There is movement in the IT industry to create the next wave of computers, ones that are designed with a completely new approach and using components that are currently mostly in laboratories in various stages of development. The most innovative computing platforms in use today, even ones that have advanced designs enabling extreme high-performance while significantly reducing energy use, use the same types of fundamental building blocks that have been used for decades. From a data center facilities standpoint, whether air or water is used for the cooling medium, as long as the computer maintains the same fundamental design, the same cooling and power strategies will remain as they are today, allowing for only incremental efficiency improvements. And even as the densities of the servers become greater(increasing power draw per data center area), the same approximate data center size is required, albeit with reductions in the computer room due to the high-density as compared with a lower density application.

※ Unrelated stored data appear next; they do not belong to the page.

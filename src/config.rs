//! Provider configuration: credentials, region, endpoints and timeouts.
//!
//! Every field can be given in the provider configuration block or through
//! a `TENCENTCLOUD_*` environment variable; the configuration block wins.

use crate::error::{ProviderError, Result};
use crate::ratelimit::DEFAULT_LIMIT;
use crate::retry::RetryConfig;
use crate::schema::{Attribute, Schema};
use serde::Deserialize;
use serde_json::Value;
use std::fmt;
use std::time::Duration;

/// Default API domain suffix.
pub const DEFAULT_DOMAIN: &str = "tencentcloudapi.com";

/// Default per-request HTTP timeout.
pub const DEFAULT_REQUEST_TIMEOUT: Duration = Duration::from_secs(300);

/// Environment variable names.
pub mod env {
    /// Access key id.
    pub const SECRET_ID: &str = "TENCENTCLOUD_SECRET_ID";
    /// Access key secret.
    pub const SECRET_KEY: &str = "TENCENTCLOUD_SECRET_KEY";
    /// Temporary session token.
    pub const SECURITY_TOKEN: &str = "TENCENTCLOUD_SECURITY_TOKEN";
    /// Region.
    pub const REGION: &str = "TENCENTCLOUD_REGION";
    /// `HTTP` or `HTTPS`.
    pub const PROTOCOL: &str = "TENCENTCLOUD_PROTOCOL";
    /// Domain suffix.
    pub const DOMAIN: &str = "TENCENTCLOUD_DOMAIN";
    /// Base URL replacing `{protocol}://{service}.{domain}` for every product.
    pub const ENDPOINT: &str = "TENCENTCLOUD_ENDPOINT";
    /// Read retry timeout in seconds.
    pub const READ_RETRY_TIMEOUT: &str = "TENCENTCLOUD_READ_RETRY_TIMEOUT";
    /// Write retry timeout in seconds.
    pub const WRITE_RETRY_TIMEOUT: &str = "TENCENTCLOUD_WRITE_RETRY_TIMEOUT";
}

/// URL scheme used to reach the API.
#[derive(Debug, Clone, Copy, PartialEq, Eq, Default)]
pub enum Protocol {
    /// Plain HTTP.
    Http,
    /// HTTPS.
    #[default]
    Https,
}

impl Protocol {
    /// URL scheme for this protocol.
    pub fn scheme(self) -> &'static str {
        match self {
            Self::Http => "http",
            Self::Https => "https",
        }
    }
}

impl std::str::FromStr for Protocol {
    type Err = ProviderError;

    fn from_str(s: &str) -> Result<Self> {
        match s.to_ascii_uppercase().as_str() {
            "HTTP" => Ok(Self::Http),
            "HTTPS" => Ok(Self::Https),
            other => Err(ProviderError::Configuration(format!(
                "protocol must be HTTP or HTTPS, got {:?}",
                other
            ))),
        }
    }
}

#[derive(Debug, Default, Deserialize)]
#[serde(default)]
struct RawConfig {
    secret_id: Option<String>,
    secret_key: Option<String>,
    security_token: Option<String>,
    region: Option<String>,
    protocol: Option<String>,
    domain: Option<String>,
    endpoint: Option<String>,
    read_retry_timeout: Option<u64>,
    write_retry_timeout: Option<u64>,
    retry_interval_ms: Option<u64>,
    request_timeout: Option<u64>,
    rate_limit: Option<u32>,
}

/// Resolved provider configuration.
#[derive(Clone)]
pub struct ProviderConfig {
    /// Access key id.
    pub secret_id: String,
    /// Access key secret.
    pub secret_key: String,
    /// Temporary session token.
    pub security_token: Option<String>,
    /// Region every call is sent to.
    pub region: String,
    /// URL scheme.
    pub protocol: Protocol,
    /// Domain suffix.
    pub domain: String,
    /// Base URL override, used for private endpoints and tests.
    pub endpoint: Option<String>,
    /// HTTP timeout of a single request.
    pub request_timeout: Duration,
    /// Retry timeouts and interval.
    pub retry: RetryConfig,
    /// Requests per second per action.
    pub rate_limit: u32,
}

impl fmt::Debug for ProviderConfig {
    fn fmt(&self, f: &mut fmt::Formatter<'_>) -> fmt::Result {
        f.debug_struct("ProviderConfig")
            .field("secret_id", &self.secret_id)
            .field("secret_key", &"<redacted>")
            .field("security_token", &self.security_token.as_ref().map(|_| "<redacted>"))
            .field("region", &self.region)
            .field("protocol", &self.protocol)
            .field("domain", &self.domain)
            .field("endpoint", &self.endpoint)
            .field("request_timeout", &self.request_timeout)
            .field("retry", &self.retry)
            .field("rate_limit", &self.rate_limit)
            .finish()
    }
}

impl ProviderConfig {
    /// Schema of the provider configuration block.
    pub fn schema() -> Schema {
        Schema::v0()
            .with_attribute(
                "secret_id",
                Attribute::optional_string()
                    .with_description("Access key id. Falls back to TENCENTCLOUD_SECRET_ID."),
            )
            .with_attribute(
                "secret_key",
                Attribute::optional_string()
                    .sensitive()
                    .with_description("Access key secret. Falls back to TENCENTCLOUD_SECRET_KEY."),
            )
            .with_attribute(
                "security_token",
                Attribute::optional_string()
                    .sensitive()
                    .with_description("Session token of temporary credentials."),
            )
            .with_attribute(
                "region",
                Attribute::optional_string()
                    .with_description("Region, e.g. ap-guangzhou. Falls back to TENCENTCLOUD_REGION."),
            )
            .with_attribute(
                "protocol",
                Attribute::optional_string().with_allowed_strings(&["HTTP", "HTTPS"]),
            )
            .with_attribute("domain", Attribute::optional_string())
            .with_attribute(
                "endpoint",
                Attribute::optional_string()
                    .with_description("Base URL override. `{service}` is replaced by the product name."),
            )
            .with_attribute("read_retry_timeout", Attribute::optional_int64())
            .with_attribute("write_retry_timeout", Attribute::optional_int64())
            .with_attribute("retry_interval_ms", Attribute::optional_int64())
            .with_attribute("request_timeout", Attribute::optional_int64())
            .with_attribute("rate_limit", Attribute::optional_int64().with_int_range(1, 1000))
    }

    /// Resolve the configuration from `config`, falling back to the process environment.
    pub fn from_value(config: &Value) -> Result<Self> {
        Self::from_value_with_env(config, |key| std::env::var(key).ok())
    }

    /// Resolve the configuration with a custom environment lookup.
    pub fn from_value_with_env<F>(config: &Value, lookup: F) -> Result<Self>
    where
        F: Fn(&str) -> Option<String>,
    {
        let raw: RawConfig = if config.is_null() {
            RawConfig::default()
        } else {
            serde_json::from_value(config.clone())?
        };

        let pick = |value: Option<String>, key: &str| {
            value
                .filter(|v| !v.is_empty())
                .or_else(|| lookup(key).filter(|v| !v.is_empty()))
        };

        let secret_id = pick(raw.secret_id, env::SECRET_ID);
        let secret_key = pick(raw.secret_key, env::SECRET_KEY);
        let (secret_id, secret_key) = match (secret_id, secret_key) {
            (Some(id), Some(key)) => (id, key),
            _ => {
                return Err(ProviderError::Configuration(
                    "secret_id and secret_key must be provided".to_string(),
                ))
            },
        };
        let region = pick(raw.region, env::REGION).ok_or_else(|| {
            ProviderError::Configuration("region must be provided".to_string())
        })?;
        let protocol = match pick(raw.protocol, env::PROTOCOL) {
            Some(p) => p.parse()?,
            None => Protocol::default(),
        };

        let endpoint = pick(raw.endpoint, env::ENDPOINT).map(|e| e.trim_end_matches('/').to_string());
        if let Some(endpoint) = &endpoint {
            if endpoint_authority(endpoint).is_none() {
                return Err(ProviderError::Configuration(format!(
                    "endpoint must be an absolute URL, got {:?}",
                    endpoint
                )));
            }
        }

        let mut retry = RetryConfig::default();
        if let Some(secs) = seconds(raw.read_retry_timeout, &lookup, env::READ_RETRY_TIMEOUT)? {
            retry.read_timeout = secs;
        }
        if let Some(secs) = seconds(raw.write_retry_timeout, &lookup, env::WRITE_RETRY_TIMEOUT)? {
            retry.write_timeout = secs;
        }
        if let Some(ms) = raw.retry_interval_ms {
            retry.interval = Duration::from_millis(ms);
        }

        Ok(Self {
            secret_id,
            secret_key,
            security_token: pick(raw.security_token, env::SECURITY_TOKEN),
            region,
            protocol,
            domain: pick(raw.domain, env::DOMAIN).unwrap_or_else(|| DEFAULT_DOMAIN.to_string()),
            endpoint,
            request_timeout: raw
                .request_timeout
                .map(Duration::from_secs)
                .unwrap_or(DEFAULT_REQUEST_TIMEOUT),
            retry,
            rate_limit: raw.rate_limit.unwrap_or(DEFAULT_LIMIT),
        })
    }

    /// Base URL for `service`, e.g. `https://cdwch.tencentcloudapi.com`.
    pub fn base_url(&self, service: &str) -> String {
        match &self.endpoint {
            Some(endpoint) => endpoint.replace(SERVICE_PLACEHOLDER, service),
            None => format!("{}://{}", self.protocol.scheme(), self.host(service)),
        }
    }

    /// Host header value for `service`. It is signed, so with an endpoint
    /// override it must be the authority of that endpoint.
    pub fn host(&self, service: &str) -> String {
        self.endpoint
            .as_deref()
            .and_then(|e| endpoint_authority(&e.replace(SERVICE_PLACEHOLDER, service)))
            .unwrap_or_else(|| format!("{}.{}", service, self.domain))
    }
}

/// Placeholder in `endpoint` replaced by the product name.
pub const SERVICE_PLACEHOLDER: &str = "{service}";

/// `host[:port]` of `endpoint`, the value a client sends as `Host`.
fn endpoint_authority(endpoint: &str) -> Option<String> {
    let url = reqwest::Url::parse(&endpoint.replace(SERVICE_PLACEHOLDER, "service")).ok()?;
    let host = url.host_str()?;
    Some(match url.port() {
        Some(port) => format!("{}:{}", host, port),
        None => host.to_string(),
    })
}

fn seconds<F>(value: Option<u64>, lookup: &F, key: &str) -> Result<Option<Duration>>
where
    F: Fn(&str) -> Option<String>,
{
    if let Some(secs) = value {
        return Ok(Some(Duration::from_secs(secs)));
    }
    match lookup(key) {
        Some(raw) if !raw.is_empty() => raw
            .parse::<u64>()
            .map(|secs| Some(Duration::from_secs(secs)))
            .map_err(|_| {
                ProviderError::Configuration(format!("{} must be an integer, got {:?}", key, raw))
            }),
        _ => Ok(None),
    }
}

But what if an entirely new approach to designing computers comes about? And what if this new approach dramatically changes how we design data centers? Processing the torrent of data and using it to create meaningful business results will continue to push the electrical capacity in the data center needed to power IT equipment. And, as we’ve seen over the past decade, the pressure of the IT industry’s energy use may force energy-efficiency trade-offs that result in a sub-optimal outcome vis-a-vis balancing IT capacity, energy source, and total cost of ownership. While no one can predict when this tipping point will come or when big data will reach the limit of available capacity, the industry must find ways to improve efficiency, or it will face curtailed growth. These improvements have to be made using a holistic process, including all of the constituents that have a vested interest in a continued energy and cost-aware growth of the IT industry.

The bottom line: In the next few years the data center design and construction industry will have to continue to be an active member in the evolution of IT equipment and will need to come up with creative design solutions for revising codes and standards, such as ASHRAE 90.1, making sure there is a clear understanding of the ramifications of the IT equipment to the data center facility. As developments in computing technology research begin to manifest into commercially available products, it is likely that the most advanced computing platforms won’t immediately replace standard servers; a specific type of workload, such as very big data or real-time analytics will require a new type of computing architecture. And even though this technology is still in the development phase, it gives us a good indication that a breakthrough in server technology is coming in the near future. And this technology could rewrite today’s standards for data center energy efficiency.

Bill Kosik is a distinguished technologist at HP Data Center Facilities Consulting. He is the leader of "Moving toward Sustainability," which focuses on the research, development, and implementation of energy-efficient and environmentally responsible design strategies for data centers. Kosik collaborates with clients, developing innovative design strategies for cooling high-density environments, and creating scalable cooling and power models.